Input material section start

// Copyright 2019-2026 Maravilla Labs, operated by SOLUTAS GmbH, Switzerland
// SPDX-License-Identifier: Apache-2.0
// SPDX-License-Identifier: MIT

//! Render lifecycle events and their dispatcher.
//!
//! The renderer dispatches three events per render:
//!
//! - [`PreCreateForRenderEvent`] before a component is created; a listener
//!   may supply the rendered string and skip the rest of the pipeline
//! - [`PreRenderEvent`] once the variables are built; listeners may change
//!   the variables or the template
//! - [`PostRenderEvent`] after the template ran, whether it failed or not
//!
//! Listeners run synchronously in registration order and get exclusive
//! access to the event. A failing listener stops the dispatch and its error
//! propagates to the caller.
//!
//! # Example
//!
//! ```rust,ignore
//! let mut dispatcher = EventDispatcher::new();
//! dispatcher.listen(|event: &mut PreCreateForRenderEvent| {
//!     if event.name() == "cached_banner" {
//!         event.set_rendered_string("<div>cached</div>");
//!     }
//!     Ok(())
//! });
//! ```

use crate::error::Result;
use crate::mounted::{ComponentMetadata, MountedComponent};
use crate::value::{Props, Variables};
use std::any::{Any, TypeId};
use std::collections::HashMap;
use std::fmt;

/// An event that can be dispatched.
pub trait Event: Any {
    /// Event name used in logs.
    const NAME: &'static str;
}

type Listener = Box<dyn Fn(&mut dyn Any) -> Result<()>>;

/// Synchronous, typed event dispatcher.
#[derive(Default)]
pub struct EventDispatcher {
    listeners: HashMap<TypeId, Vec<Listener>>,
}

impl EventDispatcher {
    /// Creates a dispatcher without listeners.
    pub fn new() -> Self {
        Self::default()
    }

    /// Registers a listener for events of type `E`.
    pub fn listen<E, F>(&mut self, listener: F)
    where
        E: Event,
        F: Fn(&mut E) -> Result<()> + 'static,
    {
        let listener: Listener = Box::new(move |event: &mut dyn Any| {
            match event.downcast_mut::<E>() {
                Some(event) => listener(event),
                None => Ok(()),
            }
        });
        self.listeners.entry(TypeId::of::<E>()).or_default().push(listener);
    }

    /// Number of listeners registered for `E`.
    pub fn listener_count<E: Event>(&self) -> usize {
        self.listeners.get(&TypeId::of::<E>()).map_or(0, Vec::len)
    }

    /// Runs every listener for `E` in order and hands the event back.
    pub fn dispatch<E: Event>(&self, mut event: E) -> Result<E> {
        let Some(listeners) = self.listeners.get(&TypeId::of::<E>()) else {
            return Ok(event);
        };

        tracing::trace!("dispatching {} to {} listener(s)", E::NAME, listeners.len());
        for listener in listeners {
            listener(&mut event)?;
        }
        Ok(event)
    }
}

impl fmt::Debug for EventDispatcher {
    fn fmt(&self, f: &mut fmt::Formatter<'_>) -> fmt::Result {
        f.debug_struct("EventDispatcher")
            .field("event_types", &self.listeners.len())
            .finish()
    }
}

/// Dispatched before a component is created for a top-level render.
#[derive(Debug, Clone)]
pub struct PreCreateForRenderEvent {
    name: String,
    props: Props,
    rendered_string: Option<String>,
}

impl Event for PreCreateForRenderEvent {
    const NAME: &'static str = "pre_create_for_render";
}

impl PreCreateForRenderEvent {
    /// Creates the event.
    pub fn new(name: impl Into<String>, props: Props) -> Self {
        Self {
            name: name.into(),
            props,
            rendered_string: None,
        }
    }

    /// The requested component name.
    pub fn name(&self) -> &str {
        &self.name
    }

    /// The requested props.
    pub fn props(&self) -> &Props {
        &self.props
    }

    /// Short-circuits the render with a finished string.
    pub fn set_rendered_string(&mut self, rendered: impl Into<String>) {
        self.rendered_string = Some(rendered.into());
    }

    /// The string supplied by a listener, if any.
    pub fn rendered_string(&self) -> Option<&str> {
        self.rendered_string.as_deref()
    }

    pub(crate) fn into_parts(self) -> (String, Props, Option<String>) {
        (self.name, self.props, self.rendered_string)
    }
}

/// Dispatched once the variables of a render are built.
#[derive(Debug, Clone)]
pub struct PreRenderEvent {
    mounted: MountedComponent,
    metadata: ComponentMetadata,
    variables: Variables,
    template: String,
    template_index: Option<usize>,
}

impl Event for PreRenderEvent {
    const NAME: &'static str = "pre_render";
}

impl PreRenderEvent {
    /// Context key marking a render as embedded in a host template.
    pub const EMBEDDED: &'static str = "__embedded";

    /// Creates the event with the metadata's template.
    pub fn new(mounted: MountedComponent, metadata: ComponentMetadata, variables: Variables) -> Self {
        let template = metadata.template().to_string();
        Self {
            mounted,
            metadata,
            variables,
            template,
            template_index: None,
        }
    }

    /// The component being rendered.
    pub fn mounted(&self) -> &MountedComponent {
        &self.mounted
    }

    /// The component's metadata.
    pub fn metadata(&self) -> &ComponentMetadata {
        &self.metadata
    }

    /// Returns true when the render is embedded in a host template.
    pub fn is_embedded(&self) -> bool {
        self.variables
            .get(Self::EMBEDDED)
            .and_then(|v| v.as_bool())
            .unwrap_or(false)
    }

    /// The template variables.
    pub fn variables(&self) -> &Variables {
        &self.variables
    }

    /// Mutable access to the template variables.
    pub fn variables_mut(&mut self) -> &mut Variables {
        &mut self.variables
    }

    /// Replaces the template variables.
    pub fn set_variables(&mut self, variables: Variables) {
        self.variables = variables;
    }

    /// The template that will be executed.
    pub fn template(&self) -> &str {
        &self.template
    }

    /// Changes the template that will be executed.
    pub fn set_template(&mut self, template: impl Into<String>, index: Option<usize>) {
        self.template = template.into();
        self.template_index = index;
    }

    /// The block index inside the template, if any.
    pub fn template_index(&self) -> Option<usize> {
        self.template_index
    }

    pub(crate) fn into_parts(self) -> (String, Option<usize>, Variables) {
        (self.template, self.template_index, self.variables)
    }
}

/// Dispatched after a render finished, successfully or not.
#[derive(Debug, Clone)]
pub struct PostRenderEvent {
    mounted: MountedComponent,
}

impl Event for PostRenderEvent {
    const NAME: &'static str = "post_render";
}

impl PostRenderEvent {
    /// Creates the event.
    pub fn new(mounted: MountedComponent) -> Self {
        Self { mounted }
    }

    /// The component that was rendered.
    pub fn mounted(&self) -> &MountedComponent {
        &self.mounted
    }
}

#[cfg(test)]
mod tests {
    use super::*;
    use crate::error::ComponentError;
    use std::cell::RefCell;
    use std::rc::Rc;

    #[test]
    fn test_listeners_run_in_registration_order() {
        let seen = Rc::new(RefCell::new(Vec::new()));
        let mut dispatcher = EventDispatcher::new();

        for label in ["first", "second"] {
            let seen = seen.clone();
            dispatcher.listen(move |event: &mut PreCreateForRenderEvent| {
                seen.borrow_mut().push(format!("{label}:{}", event.name()));
                Ok(())
            });
        }

        dispatcher
            .dispatch(PreCreateForRenderEvent::new("alert", Props::new()))
            .unwrap();
        assert_eq!(*seen.borrow(), vec!["first:alert", "second:alert"]);
    }

    #[test]
    fn test_listener_mutation_is_visible_after_dispatch() {
        let mut dispatcher = EventDispatcher::new();
        dispatcher.listen(|event: &mut PreCreateForRenderEvent| {
            event.set_rendered_string("short");
            Ok(())
        });

        let event = dispatcher
            .dispatch(PreCreateForRenderEvent::new("alert", Props::new()))
            .unwrap();
        assert_eq!(event.rendered_string(), Some("short"));
    }

    #[test]
    fn test_listeners_only_receive_their_event_type() {
        let mut dispatcher = EventDispatcher::new();
        dispatcher.listen(|_: &mut PostRenderEvent| Err(ComponentError::Logic("no".into())));

        assert_eq!(dispatcher.listener_count::<PostRenderEvent>(), 1);
        assert_eq!(dispatcher.listener_count::<PreCreateForRenderEvent>(), 0);
        assert!(dispatcher
            .dispatch(PreCreateForRenderEvent::new("alert", Props::new()))
            .is_ok());
    }

    #[test]
    fn test_failing_listener_stops_dispatch() {
        let calls = Rc::new(RefCell::new(0));
        let mut dispatcher = EventDispatcher::new();
        dispatcher.listen(|_: &mut PreCreateForRenderEvent| Err(ComponentError::Logic("stop".into())));
        let counter = calls.clone();
        dispatcher.listen(move |_: &mut PreCreateForRenderEvent| {
            *counter.borrow_mut() += 1;
            Ok(())
        });

        assert!(dispatcher
            .dispatch(PreCreateForRenderEvent::new("alert", Props::new()))
            .is_err());
        assert_eq!(*calls.borrow(), 0);
    }
}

Input material section end

● Prompt
Search the data above for the word "before". Copy each line it is in.

● Result of the exercise
//! - [`PreCreateForRenderEvent`] before a component is created; a listener
/// Dispatched before a component is created for a top-level render.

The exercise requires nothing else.